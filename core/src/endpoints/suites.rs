//! Test suites (read-only in this client).

use serde_json::Value;

use crate::client::TestRailClient;
use crate::error::Result;
use crate::http::Transport;
use crate::types::ResourceId;

impl<T: Transport> TestRailClient<T> {
    pub fn get_suite(&self, suite_id: ResourceId) -> Result<Value> {
        self.get(&format!("get_suite/{suite_id}"))
    }

    pub fn get_suites(&self, project_id: ResourceId) -> Result<Value> {
        self.get(&format!("get_suites/{project_id}"))
    }
}
//! HTTP transport types and the transport seam.
//!
//! # Design
//! Requests and responses are plain data. `TestRailClient` builds
//! `HttpRequest` values and parses `HttpResponse` values without touching the
//! network; a `Transport` executes the round-trip in between. The default
//! `UreqTransport` owns a `ureq::Agent`, so connections are pooled for the
//! lifetime of the client that owns it.

use std::fmt;
use std::str::FromStr;

use thiserror::Error;

use crate::error::ApiError;

/// HTTP method for a request.
#[derive(Debug, Clone, Copy, PartialEq, Eq)]
pub enum HttpMethod {
    Get,
    Post,
    Put,
    Delete,
}

impl HttpMethod {
    pub fn as_str(&self) -> &'static str {
        match self {
            HttpMethod::Get => "GET",
            HttpMethod::Post => "POST",
            HttpMethod::Put => "PUT",
            HttpMethod::Delete => "DELETE",
        }
    }
}

impl fmt::Display for HttpMethod {
    fn fmt(&self, f: &mut fmt::Formatter<'_>) -> fmt::Result {
        f.write_str(self.as_str())
    }
}

impl FromStr for HttpMethod {
    type Err = ApiError;

    /// Case-insensitive; anything outside GET/POST/PUT/DELETE is rejected.
    fn from_str(s: &str) -> Result<Self, Self::Err> {
        match s.to_ascii_uppercase().as_str() {
            "GET" => Ok(HttpMethod::Get),
            "POST" => Ok(HttpMethod::Post),
            "PUT" => Ok(HttpMethod::Put),
            "DELETE" => Ok(HttpMethod::Delete),
            _ => Err(ApiError::InvalidArgument(format!("Unsupported HTTP method: {s}"))),
        }
    }
}

/// An HTTP request described as plain data.
#[derive(Debug, Clone, PartialEq, Eq)]
pub struct HttpRequest {
    pub method: HttpMethod,
    pub url: String,
    pub headers: Vec<(String, String)>,
    pub body: Option<String>,
}

impl HttpRequest {
    /// First header value matching `name`, compared case-insensitively.
    pub fn header(&self, name: &str) -> Option<&str> {
        self.headers
            .iter()
            .find(|(key, _)| key.eq_ignore_ascii_case(name))
            .map(|(_, value)| value.as_str())
    }
}

/// An HTTP response described as plain data.
#[derive(Debug, Clone)]
pub struct HttpResponse {
    pub status: u16,
    pub headers: Vec<(String, String)>,
    pub body: String,
}

/// The request never produced a response.
#[derive(Debug, Error)]
#[error("{0}")]
pub struct TransportError(pub String);

/// Executes one HTTP round-trip.
///
/// Implementations must hand back every response the server produced,
/// including 4xx/5xx ones; status interpretation belongs to the client.
pub trait Transport {
    fn execute(&self, request: &HttpRequest) -> Result<HttpResponse, TransportError>;
}

/// Blocking transport backed by a pooled `ureq::Agent`.
///
/// Response bodies are read without a size cap unless one is set with
/// [`UreqTransport::with_body_limit`]. Bytes that are not valid UTF-8 are
/// replaced with U+FFFD rather than failing the read.
#[derive(Clone)]
pub struct UreqTransport {
    agent: ureq::Agent,
    body_limit: u64,
}

impl fmt::Debug for UreqTransport {
    fn fmt(&self, f: &mut fmt::Formatter<'_>) -> fmt::Result {
        f.debug_struct("UreqTransport")
            .field("body_limit", &self.body_limit)
            .finish_non_exhaustive()
    }
}

impl UreqTransport {
    pub fn new() -> Self {
        let agent = ureq::Agent::config_builder()
            .http_status_as_error(false)
            .build()
            .new_agent();
        Self::with_agent(agent)
    }

    /// Use a caller-configured agent. It must not turn 4xx/5xx statuses into
    /// errors, or the status never reaches the client.
    pub fn with_agent(agent: ureq::Agent) -> Self {
        Self {
            agent,
            body_limit: u64::MAX,
        }
    }

    /// Refuse response bodies longer than `limit` bytes.
    pub fn with_body_limit(mut self, limit: u64) -> Self {
        self.body_limit = limit;
        self
    }
}

impl Default for UreqTransport {
    fn default() -> Self {
        Self::new()
    }
}

impl Transport for UreqTransport {
    fn execute(&self, request: &HttpRequest) -> Result<HttpResponse, TransportError> {
        let url = request.url.as_str();
        let result = match request.method {
            HttpMethod::Get => with_headers(self.agent.get(url), &request.headers).call(),
            HttpMethod::Delete => with_headers(self.agent.delete(url), &request.headers).call(),
            HttpMethod::Post => {
                send_with_body(with_headers(self.agent.post(url), &request.headers), &request.body)
            }
            HttpMethod::Put => {
                send_with_body(with_headers(self.agent.put(url), &request.headers), &request.body)
            }
        };
        let mut response = result.map_err(|e| TransportError(e.to_string()))?;

        let status = response.status().as_u16();
        let headers = response
            .headers()
            .iter()
            .map(|(name, value)| {
                (
                    name.as_str().to_string(),
                    String::from_utf8_lossy(value.as_bytes()).into_owned(),
                )
            })
            .collect();
        let bytes = response
            .body_mut()
            .with_config()
            .limit(self.body_limit)
            .read_to_vec()
            .map_err(|e| TransportError(e.to_string()))?;
        let body = String::from_utf8_lossy(&bytes).into_owned();

        Ok(HttpResponse { status, headers, body })
    }
}

fn with_headers<B>(
    mut builder: ureq::RequestBuilder<B>,
    headers: &[(String, String)],
) -> ureq::RequestBuilder<B> {
    for (name, value) in headers {
        builder = builder.header(name.as_str(), value.as_str());
    }
    builder
}

fn send_with_body(
    builder: ureq::RequestBuilder<ureq::typestate::WithBody>,
    body: &Option<String>,
) -> Result<ureq::http::Response<ureq::Body>, ureq::Error> {
    match body {
        Some(body) => builder.send(body.as_bytes()),
        None => builder.send_empty(),
    }
}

**Problem to work on**:
Above are some lines. Repeat exactly, and only, those from the line that has "#[derive(Debug, Error)]" through the line that has "Implementations must hand".

**Exercise result**:
#[derive(Debug, Error)]
#[error("{0}")]
pub struct TransportError(pub String);

/// Executes one HTTP round-trip.
///
/// Implementations must hand back every response the server produced,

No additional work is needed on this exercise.